● WORK INSTRUCTIONS:
Find every line in the records below that holds the word "HashMap" and copy it.
^^^^
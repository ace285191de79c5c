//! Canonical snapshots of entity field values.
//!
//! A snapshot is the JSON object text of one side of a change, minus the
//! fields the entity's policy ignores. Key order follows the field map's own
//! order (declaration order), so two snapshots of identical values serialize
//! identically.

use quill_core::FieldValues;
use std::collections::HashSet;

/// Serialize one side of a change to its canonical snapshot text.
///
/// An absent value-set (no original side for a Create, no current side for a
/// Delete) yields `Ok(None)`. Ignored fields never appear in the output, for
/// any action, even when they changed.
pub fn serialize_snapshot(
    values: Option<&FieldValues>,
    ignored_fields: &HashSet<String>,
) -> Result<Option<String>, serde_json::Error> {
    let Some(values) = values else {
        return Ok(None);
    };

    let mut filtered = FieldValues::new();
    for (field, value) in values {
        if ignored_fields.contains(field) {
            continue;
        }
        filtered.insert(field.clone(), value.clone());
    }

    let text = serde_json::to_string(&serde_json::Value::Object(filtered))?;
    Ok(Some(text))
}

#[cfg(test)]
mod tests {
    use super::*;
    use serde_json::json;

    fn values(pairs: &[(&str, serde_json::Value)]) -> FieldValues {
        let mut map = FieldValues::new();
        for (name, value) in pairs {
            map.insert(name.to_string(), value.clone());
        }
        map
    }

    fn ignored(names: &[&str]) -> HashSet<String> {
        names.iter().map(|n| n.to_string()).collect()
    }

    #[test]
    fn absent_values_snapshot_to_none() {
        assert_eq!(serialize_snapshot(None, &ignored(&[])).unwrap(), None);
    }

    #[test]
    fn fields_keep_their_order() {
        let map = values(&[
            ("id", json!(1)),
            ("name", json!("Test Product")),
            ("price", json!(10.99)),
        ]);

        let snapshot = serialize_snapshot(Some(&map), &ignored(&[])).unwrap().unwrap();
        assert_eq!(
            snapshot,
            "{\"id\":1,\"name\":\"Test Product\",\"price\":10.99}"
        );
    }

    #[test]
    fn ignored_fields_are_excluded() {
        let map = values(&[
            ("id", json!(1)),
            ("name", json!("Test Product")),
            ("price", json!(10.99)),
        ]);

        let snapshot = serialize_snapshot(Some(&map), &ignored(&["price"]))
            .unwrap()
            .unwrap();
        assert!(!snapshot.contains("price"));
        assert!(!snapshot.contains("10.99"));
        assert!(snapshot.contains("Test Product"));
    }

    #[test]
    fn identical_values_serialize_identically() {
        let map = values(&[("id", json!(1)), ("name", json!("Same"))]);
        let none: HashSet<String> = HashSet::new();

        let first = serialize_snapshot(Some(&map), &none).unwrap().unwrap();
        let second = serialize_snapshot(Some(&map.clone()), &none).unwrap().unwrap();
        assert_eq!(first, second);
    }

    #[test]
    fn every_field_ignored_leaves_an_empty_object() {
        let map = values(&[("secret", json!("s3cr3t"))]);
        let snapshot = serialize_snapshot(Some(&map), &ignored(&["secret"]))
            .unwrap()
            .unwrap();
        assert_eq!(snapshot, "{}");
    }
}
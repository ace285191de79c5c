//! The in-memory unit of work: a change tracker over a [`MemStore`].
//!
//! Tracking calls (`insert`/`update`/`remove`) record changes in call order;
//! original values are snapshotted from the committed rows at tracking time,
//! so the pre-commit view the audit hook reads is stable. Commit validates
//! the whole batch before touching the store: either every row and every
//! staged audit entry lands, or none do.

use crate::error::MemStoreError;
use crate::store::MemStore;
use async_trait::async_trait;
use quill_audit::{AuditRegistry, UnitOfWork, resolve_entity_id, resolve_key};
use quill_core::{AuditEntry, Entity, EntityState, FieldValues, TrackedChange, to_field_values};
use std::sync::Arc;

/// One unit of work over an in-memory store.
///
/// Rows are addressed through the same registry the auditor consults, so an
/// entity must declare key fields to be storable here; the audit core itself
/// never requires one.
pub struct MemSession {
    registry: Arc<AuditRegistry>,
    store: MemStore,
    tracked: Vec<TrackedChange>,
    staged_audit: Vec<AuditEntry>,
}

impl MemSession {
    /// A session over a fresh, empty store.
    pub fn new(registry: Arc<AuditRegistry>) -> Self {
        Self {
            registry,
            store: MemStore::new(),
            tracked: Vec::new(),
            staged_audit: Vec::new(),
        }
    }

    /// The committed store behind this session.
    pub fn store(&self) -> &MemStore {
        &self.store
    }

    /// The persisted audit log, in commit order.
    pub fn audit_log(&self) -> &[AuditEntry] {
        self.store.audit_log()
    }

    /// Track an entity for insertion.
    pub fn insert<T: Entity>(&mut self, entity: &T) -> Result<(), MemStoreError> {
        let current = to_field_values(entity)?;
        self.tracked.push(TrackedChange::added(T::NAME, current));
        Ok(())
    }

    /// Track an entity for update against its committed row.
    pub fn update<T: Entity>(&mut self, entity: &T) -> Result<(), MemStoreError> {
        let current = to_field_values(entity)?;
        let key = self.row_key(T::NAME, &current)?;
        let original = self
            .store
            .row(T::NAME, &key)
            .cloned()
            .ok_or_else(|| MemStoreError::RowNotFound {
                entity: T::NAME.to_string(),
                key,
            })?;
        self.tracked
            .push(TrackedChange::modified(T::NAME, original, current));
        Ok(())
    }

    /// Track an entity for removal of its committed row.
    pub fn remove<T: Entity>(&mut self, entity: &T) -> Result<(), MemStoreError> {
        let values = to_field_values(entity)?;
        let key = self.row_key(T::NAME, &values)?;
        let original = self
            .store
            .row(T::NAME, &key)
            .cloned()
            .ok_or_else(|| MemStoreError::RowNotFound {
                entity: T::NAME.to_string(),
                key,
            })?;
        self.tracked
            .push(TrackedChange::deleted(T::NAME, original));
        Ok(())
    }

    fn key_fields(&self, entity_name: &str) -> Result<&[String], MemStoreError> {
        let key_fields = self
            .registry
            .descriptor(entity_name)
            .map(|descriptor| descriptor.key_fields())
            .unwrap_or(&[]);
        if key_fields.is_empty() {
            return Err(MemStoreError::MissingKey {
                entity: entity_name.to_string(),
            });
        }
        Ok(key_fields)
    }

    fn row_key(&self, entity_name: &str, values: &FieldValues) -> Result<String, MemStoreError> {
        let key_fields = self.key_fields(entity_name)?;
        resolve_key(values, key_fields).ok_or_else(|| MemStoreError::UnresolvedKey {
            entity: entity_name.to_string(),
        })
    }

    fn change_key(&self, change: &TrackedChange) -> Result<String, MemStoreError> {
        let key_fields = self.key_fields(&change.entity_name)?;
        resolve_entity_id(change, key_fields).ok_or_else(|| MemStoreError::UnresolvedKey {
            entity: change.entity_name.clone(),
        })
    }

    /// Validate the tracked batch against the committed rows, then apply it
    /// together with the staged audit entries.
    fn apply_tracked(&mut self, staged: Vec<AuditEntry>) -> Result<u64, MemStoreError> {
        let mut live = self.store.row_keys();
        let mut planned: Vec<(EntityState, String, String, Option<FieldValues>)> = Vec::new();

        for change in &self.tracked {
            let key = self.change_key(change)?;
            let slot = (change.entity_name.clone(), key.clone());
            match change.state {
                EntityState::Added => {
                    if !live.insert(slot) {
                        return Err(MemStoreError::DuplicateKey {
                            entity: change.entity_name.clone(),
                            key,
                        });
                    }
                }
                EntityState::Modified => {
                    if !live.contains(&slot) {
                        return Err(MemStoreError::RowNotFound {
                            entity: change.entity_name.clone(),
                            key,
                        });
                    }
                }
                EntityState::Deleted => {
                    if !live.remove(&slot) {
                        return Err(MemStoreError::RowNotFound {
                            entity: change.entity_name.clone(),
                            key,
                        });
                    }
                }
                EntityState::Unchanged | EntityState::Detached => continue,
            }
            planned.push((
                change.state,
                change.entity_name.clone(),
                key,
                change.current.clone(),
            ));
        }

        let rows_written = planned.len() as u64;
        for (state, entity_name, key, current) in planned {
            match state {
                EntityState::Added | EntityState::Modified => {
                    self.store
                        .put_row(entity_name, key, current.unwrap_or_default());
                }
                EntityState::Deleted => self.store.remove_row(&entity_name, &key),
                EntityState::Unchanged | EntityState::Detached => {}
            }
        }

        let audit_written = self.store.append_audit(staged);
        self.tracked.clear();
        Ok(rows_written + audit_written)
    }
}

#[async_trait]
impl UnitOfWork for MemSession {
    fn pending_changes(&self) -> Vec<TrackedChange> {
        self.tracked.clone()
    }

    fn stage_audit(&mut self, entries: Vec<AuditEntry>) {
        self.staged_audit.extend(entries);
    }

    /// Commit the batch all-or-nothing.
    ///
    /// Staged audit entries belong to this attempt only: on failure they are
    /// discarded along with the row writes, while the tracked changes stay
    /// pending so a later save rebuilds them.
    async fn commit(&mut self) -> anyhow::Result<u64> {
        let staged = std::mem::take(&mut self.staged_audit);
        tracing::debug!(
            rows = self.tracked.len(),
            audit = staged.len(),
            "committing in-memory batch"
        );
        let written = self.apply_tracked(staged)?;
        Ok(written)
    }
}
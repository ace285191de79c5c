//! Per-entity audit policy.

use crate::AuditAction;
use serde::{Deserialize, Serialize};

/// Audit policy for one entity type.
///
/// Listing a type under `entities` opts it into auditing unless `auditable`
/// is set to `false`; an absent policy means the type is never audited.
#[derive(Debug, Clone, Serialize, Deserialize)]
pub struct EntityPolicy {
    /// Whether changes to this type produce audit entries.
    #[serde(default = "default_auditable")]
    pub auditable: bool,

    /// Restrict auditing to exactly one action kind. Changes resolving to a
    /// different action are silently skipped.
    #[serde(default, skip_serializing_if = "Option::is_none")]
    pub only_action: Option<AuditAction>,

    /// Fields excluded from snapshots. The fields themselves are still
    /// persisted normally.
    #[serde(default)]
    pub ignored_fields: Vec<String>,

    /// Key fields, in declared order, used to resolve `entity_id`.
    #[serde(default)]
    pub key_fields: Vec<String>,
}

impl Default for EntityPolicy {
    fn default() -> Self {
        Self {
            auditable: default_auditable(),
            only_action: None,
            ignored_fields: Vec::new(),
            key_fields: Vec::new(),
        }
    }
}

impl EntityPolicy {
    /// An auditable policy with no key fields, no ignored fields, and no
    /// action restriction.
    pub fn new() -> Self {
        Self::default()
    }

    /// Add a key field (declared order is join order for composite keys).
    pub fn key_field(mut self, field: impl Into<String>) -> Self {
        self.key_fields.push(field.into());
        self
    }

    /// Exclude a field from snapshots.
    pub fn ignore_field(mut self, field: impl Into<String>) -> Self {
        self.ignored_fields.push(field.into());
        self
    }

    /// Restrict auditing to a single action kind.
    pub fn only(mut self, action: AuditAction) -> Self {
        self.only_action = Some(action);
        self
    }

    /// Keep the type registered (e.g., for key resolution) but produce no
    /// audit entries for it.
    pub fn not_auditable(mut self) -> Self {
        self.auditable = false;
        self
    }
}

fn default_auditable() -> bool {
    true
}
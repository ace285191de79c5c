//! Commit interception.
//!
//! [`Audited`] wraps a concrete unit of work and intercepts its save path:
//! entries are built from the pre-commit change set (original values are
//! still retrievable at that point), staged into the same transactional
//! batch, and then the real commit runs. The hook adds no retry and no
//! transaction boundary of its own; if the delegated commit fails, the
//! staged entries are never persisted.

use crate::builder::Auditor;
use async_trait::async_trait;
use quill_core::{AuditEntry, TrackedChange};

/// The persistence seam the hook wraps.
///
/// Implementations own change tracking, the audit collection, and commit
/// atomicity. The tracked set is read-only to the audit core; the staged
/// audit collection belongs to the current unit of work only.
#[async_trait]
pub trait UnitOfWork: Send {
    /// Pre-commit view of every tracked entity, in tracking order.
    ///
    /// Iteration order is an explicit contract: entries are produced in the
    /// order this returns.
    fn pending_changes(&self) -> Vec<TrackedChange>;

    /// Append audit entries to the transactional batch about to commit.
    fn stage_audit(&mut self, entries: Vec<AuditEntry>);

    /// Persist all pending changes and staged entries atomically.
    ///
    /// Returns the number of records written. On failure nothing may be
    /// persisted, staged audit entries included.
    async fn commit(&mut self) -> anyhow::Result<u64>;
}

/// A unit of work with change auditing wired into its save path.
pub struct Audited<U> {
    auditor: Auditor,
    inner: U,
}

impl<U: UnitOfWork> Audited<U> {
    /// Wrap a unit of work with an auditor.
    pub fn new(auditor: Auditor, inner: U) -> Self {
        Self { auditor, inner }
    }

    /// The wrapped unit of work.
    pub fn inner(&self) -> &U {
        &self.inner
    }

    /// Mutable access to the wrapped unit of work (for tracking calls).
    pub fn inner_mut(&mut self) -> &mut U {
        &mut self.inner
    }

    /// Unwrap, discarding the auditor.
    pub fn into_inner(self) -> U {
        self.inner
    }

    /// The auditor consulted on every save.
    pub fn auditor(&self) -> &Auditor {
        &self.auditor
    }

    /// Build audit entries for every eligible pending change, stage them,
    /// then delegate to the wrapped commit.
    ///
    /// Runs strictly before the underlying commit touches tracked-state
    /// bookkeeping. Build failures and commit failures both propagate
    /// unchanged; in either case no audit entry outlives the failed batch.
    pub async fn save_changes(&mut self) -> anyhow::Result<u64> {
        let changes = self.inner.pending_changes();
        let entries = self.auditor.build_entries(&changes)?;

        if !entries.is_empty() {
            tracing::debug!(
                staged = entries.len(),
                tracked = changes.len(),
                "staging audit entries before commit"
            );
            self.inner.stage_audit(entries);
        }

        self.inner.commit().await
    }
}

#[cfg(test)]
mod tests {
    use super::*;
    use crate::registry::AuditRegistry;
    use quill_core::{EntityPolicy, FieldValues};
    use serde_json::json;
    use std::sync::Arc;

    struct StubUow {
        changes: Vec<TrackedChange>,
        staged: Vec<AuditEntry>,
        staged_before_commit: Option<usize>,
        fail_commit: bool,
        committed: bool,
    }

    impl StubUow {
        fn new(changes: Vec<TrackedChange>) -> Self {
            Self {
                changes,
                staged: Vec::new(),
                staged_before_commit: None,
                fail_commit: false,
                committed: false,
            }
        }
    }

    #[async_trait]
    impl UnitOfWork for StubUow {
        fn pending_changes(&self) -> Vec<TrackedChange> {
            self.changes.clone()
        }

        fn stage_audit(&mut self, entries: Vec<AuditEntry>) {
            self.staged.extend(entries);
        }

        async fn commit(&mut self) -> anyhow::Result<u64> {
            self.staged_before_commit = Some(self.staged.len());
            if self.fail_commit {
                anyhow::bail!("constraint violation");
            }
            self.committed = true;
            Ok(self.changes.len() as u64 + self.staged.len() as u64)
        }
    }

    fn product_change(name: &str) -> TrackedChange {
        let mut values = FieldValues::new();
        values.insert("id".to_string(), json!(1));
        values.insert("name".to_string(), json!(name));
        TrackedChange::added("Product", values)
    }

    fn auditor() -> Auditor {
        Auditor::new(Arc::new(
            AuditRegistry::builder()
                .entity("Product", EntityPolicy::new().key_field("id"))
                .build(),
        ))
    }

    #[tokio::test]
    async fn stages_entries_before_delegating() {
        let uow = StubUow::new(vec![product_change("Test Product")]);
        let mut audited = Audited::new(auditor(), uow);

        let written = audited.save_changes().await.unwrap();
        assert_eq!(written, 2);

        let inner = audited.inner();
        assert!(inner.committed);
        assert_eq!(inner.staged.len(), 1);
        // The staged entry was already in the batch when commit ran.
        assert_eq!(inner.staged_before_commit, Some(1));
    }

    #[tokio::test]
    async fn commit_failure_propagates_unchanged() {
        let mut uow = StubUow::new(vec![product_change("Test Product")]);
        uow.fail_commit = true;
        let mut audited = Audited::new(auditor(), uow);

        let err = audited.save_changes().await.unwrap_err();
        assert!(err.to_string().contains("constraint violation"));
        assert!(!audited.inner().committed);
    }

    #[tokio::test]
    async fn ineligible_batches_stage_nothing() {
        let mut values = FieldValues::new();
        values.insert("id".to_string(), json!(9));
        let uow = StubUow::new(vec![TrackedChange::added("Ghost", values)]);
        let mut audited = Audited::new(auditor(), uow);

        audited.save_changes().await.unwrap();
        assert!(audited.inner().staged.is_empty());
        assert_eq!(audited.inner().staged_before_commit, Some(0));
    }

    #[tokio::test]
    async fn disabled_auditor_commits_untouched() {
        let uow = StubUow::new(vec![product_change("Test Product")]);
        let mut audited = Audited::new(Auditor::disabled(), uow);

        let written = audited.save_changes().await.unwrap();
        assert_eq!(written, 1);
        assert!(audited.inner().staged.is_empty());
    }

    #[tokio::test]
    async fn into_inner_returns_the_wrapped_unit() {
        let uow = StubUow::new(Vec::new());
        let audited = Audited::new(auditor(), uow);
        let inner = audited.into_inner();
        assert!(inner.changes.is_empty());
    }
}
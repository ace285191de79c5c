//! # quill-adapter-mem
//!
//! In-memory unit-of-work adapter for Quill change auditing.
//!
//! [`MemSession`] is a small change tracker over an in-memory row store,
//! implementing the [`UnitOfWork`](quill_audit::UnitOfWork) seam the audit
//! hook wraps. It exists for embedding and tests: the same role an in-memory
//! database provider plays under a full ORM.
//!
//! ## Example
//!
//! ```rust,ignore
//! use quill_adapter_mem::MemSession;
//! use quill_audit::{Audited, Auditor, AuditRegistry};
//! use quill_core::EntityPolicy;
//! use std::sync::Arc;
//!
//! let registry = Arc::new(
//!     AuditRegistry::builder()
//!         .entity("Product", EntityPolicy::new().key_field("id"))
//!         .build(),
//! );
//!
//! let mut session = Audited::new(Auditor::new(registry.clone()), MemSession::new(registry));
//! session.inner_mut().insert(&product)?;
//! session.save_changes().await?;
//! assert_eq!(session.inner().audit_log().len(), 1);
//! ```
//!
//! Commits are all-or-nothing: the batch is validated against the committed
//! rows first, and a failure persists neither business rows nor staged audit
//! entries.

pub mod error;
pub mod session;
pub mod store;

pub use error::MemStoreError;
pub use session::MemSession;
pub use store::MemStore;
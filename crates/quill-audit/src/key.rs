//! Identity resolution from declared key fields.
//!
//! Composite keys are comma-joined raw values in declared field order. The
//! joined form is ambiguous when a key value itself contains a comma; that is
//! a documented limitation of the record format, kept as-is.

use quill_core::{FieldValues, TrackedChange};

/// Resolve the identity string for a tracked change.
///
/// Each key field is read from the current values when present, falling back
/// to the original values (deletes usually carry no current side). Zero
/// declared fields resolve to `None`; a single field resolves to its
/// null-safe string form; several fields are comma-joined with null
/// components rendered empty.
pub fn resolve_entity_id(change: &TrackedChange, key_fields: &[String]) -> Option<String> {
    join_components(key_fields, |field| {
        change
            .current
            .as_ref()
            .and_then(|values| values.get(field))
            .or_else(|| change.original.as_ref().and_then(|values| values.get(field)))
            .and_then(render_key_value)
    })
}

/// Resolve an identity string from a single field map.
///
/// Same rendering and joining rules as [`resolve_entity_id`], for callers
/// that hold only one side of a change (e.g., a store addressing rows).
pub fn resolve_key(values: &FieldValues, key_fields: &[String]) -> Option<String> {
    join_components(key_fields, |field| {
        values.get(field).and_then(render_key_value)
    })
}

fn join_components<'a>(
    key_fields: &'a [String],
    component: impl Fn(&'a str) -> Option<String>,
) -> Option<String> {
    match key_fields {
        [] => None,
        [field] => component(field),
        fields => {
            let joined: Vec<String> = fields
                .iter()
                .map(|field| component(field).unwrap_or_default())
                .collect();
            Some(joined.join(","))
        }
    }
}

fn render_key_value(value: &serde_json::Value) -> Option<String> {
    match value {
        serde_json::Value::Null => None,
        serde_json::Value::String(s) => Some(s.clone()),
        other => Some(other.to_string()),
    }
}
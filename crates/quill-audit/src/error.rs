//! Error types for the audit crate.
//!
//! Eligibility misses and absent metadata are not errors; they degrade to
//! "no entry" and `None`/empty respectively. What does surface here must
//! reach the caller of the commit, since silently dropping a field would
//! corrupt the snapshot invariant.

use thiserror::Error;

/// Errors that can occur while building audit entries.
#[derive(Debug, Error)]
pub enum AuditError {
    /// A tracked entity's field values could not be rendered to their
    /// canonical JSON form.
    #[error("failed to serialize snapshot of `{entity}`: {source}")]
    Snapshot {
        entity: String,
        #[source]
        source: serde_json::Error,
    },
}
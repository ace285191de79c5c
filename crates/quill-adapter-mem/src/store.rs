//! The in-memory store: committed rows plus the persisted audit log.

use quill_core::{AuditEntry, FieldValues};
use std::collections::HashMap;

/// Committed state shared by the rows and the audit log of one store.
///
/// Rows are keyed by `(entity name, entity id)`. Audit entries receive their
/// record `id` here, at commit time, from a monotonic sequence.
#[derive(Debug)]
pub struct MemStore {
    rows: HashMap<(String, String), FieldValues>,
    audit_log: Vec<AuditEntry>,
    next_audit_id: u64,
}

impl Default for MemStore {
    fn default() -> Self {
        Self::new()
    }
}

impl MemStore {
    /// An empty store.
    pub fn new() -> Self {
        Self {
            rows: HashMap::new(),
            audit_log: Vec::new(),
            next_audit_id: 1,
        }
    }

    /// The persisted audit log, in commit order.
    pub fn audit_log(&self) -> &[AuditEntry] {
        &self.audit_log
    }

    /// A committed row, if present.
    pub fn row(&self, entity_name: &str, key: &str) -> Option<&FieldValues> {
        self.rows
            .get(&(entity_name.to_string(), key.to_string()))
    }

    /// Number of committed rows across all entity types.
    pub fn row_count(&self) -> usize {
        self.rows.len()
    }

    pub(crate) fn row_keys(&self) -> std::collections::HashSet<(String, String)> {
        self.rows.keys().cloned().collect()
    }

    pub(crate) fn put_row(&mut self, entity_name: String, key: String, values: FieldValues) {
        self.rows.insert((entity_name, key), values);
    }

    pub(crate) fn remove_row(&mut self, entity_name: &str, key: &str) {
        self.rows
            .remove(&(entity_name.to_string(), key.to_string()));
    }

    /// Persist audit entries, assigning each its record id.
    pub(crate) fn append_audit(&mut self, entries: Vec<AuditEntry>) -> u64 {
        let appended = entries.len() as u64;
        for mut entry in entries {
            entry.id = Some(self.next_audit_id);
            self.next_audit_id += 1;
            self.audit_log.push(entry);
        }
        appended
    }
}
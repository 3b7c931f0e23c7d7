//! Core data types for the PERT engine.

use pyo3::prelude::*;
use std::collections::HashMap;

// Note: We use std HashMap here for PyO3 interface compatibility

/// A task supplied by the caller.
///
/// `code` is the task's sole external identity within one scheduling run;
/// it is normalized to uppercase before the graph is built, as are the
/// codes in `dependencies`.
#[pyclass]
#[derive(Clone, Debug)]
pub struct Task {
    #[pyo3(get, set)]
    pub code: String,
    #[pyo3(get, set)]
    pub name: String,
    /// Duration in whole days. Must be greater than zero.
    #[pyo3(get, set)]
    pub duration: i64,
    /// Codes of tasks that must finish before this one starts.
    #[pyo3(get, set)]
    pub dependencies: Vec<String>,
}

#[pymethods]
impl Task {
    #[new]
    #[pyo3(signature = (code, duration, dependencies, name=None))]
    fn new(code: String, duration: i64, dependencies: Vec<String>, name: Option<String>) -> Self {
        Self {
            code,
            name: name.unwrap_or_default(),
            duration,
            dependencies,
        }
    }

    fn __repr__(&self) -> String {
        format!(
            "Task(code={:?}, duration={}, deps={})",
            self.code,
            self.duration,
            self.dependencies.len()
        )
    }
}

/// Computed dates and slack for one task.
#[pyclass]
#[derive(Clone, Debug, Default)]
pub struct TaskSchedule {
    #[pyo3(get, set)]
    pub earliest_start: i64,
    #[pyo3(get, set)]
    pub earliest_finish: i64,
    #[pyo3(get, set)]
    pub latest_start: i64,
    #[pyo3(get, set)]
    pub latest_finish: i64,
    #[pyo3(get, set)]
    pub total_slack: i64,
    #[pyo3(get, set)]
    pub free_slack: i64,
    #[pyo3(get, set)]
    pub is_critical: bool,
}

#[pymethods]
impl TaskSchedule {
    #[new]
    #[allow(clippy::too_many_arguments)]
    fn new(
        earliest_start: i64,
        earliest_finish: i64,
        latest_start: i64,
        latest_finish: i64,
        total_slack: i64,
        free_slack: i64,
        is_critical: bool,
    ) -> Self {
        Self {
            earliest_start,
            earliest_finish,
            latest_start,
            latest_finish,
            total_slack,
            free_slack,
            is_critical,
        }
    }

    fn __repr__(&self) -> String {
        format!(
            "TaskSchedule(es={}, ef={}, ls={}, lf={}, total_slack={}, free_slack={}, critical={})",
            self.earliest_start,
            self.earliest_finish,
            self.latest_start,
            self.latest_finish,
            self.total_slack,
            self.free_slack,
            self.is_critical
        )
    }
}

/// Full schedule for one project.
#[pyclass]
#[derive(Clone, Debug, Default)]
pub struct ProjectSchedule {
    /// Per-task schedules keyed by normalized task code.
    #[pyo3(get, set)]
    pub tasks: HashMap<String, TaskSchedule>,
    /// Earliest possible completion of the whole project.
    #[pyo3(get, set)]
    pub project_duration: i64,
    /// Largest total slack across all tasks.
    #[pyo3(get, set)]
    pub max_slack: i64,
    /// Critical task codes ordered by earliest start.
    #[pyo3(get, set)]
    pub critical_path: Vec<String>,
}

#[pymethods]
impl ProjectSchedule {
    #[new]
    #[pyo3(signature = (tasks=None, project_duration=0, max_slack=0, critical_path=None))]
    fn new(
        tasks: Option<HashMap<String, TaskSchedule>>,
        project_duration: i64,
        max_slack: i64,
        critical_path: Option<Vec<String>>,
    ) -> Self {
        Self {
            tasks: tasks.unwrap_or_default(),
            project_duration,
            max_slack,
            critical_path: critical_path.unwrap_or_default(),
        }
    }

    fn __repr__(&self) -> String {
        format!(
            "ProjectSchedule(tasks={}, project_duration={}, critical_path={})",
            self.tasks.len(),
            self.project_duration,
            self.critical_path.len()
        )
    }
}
^^^^
● WRITTEN ANSWER:
use std::collections::HashMap;
    rows: HashMap<(String, String), FieldValues>,
            rows: HashMap::new(),
use std::collections::HashMap;
// Note: We use std HashMap here for PyO3 interface compatibility
    pub tasks: HashMap<String, TaskSchedule>,
        tasks: Option<HashMap<String, TaskSchedule>>,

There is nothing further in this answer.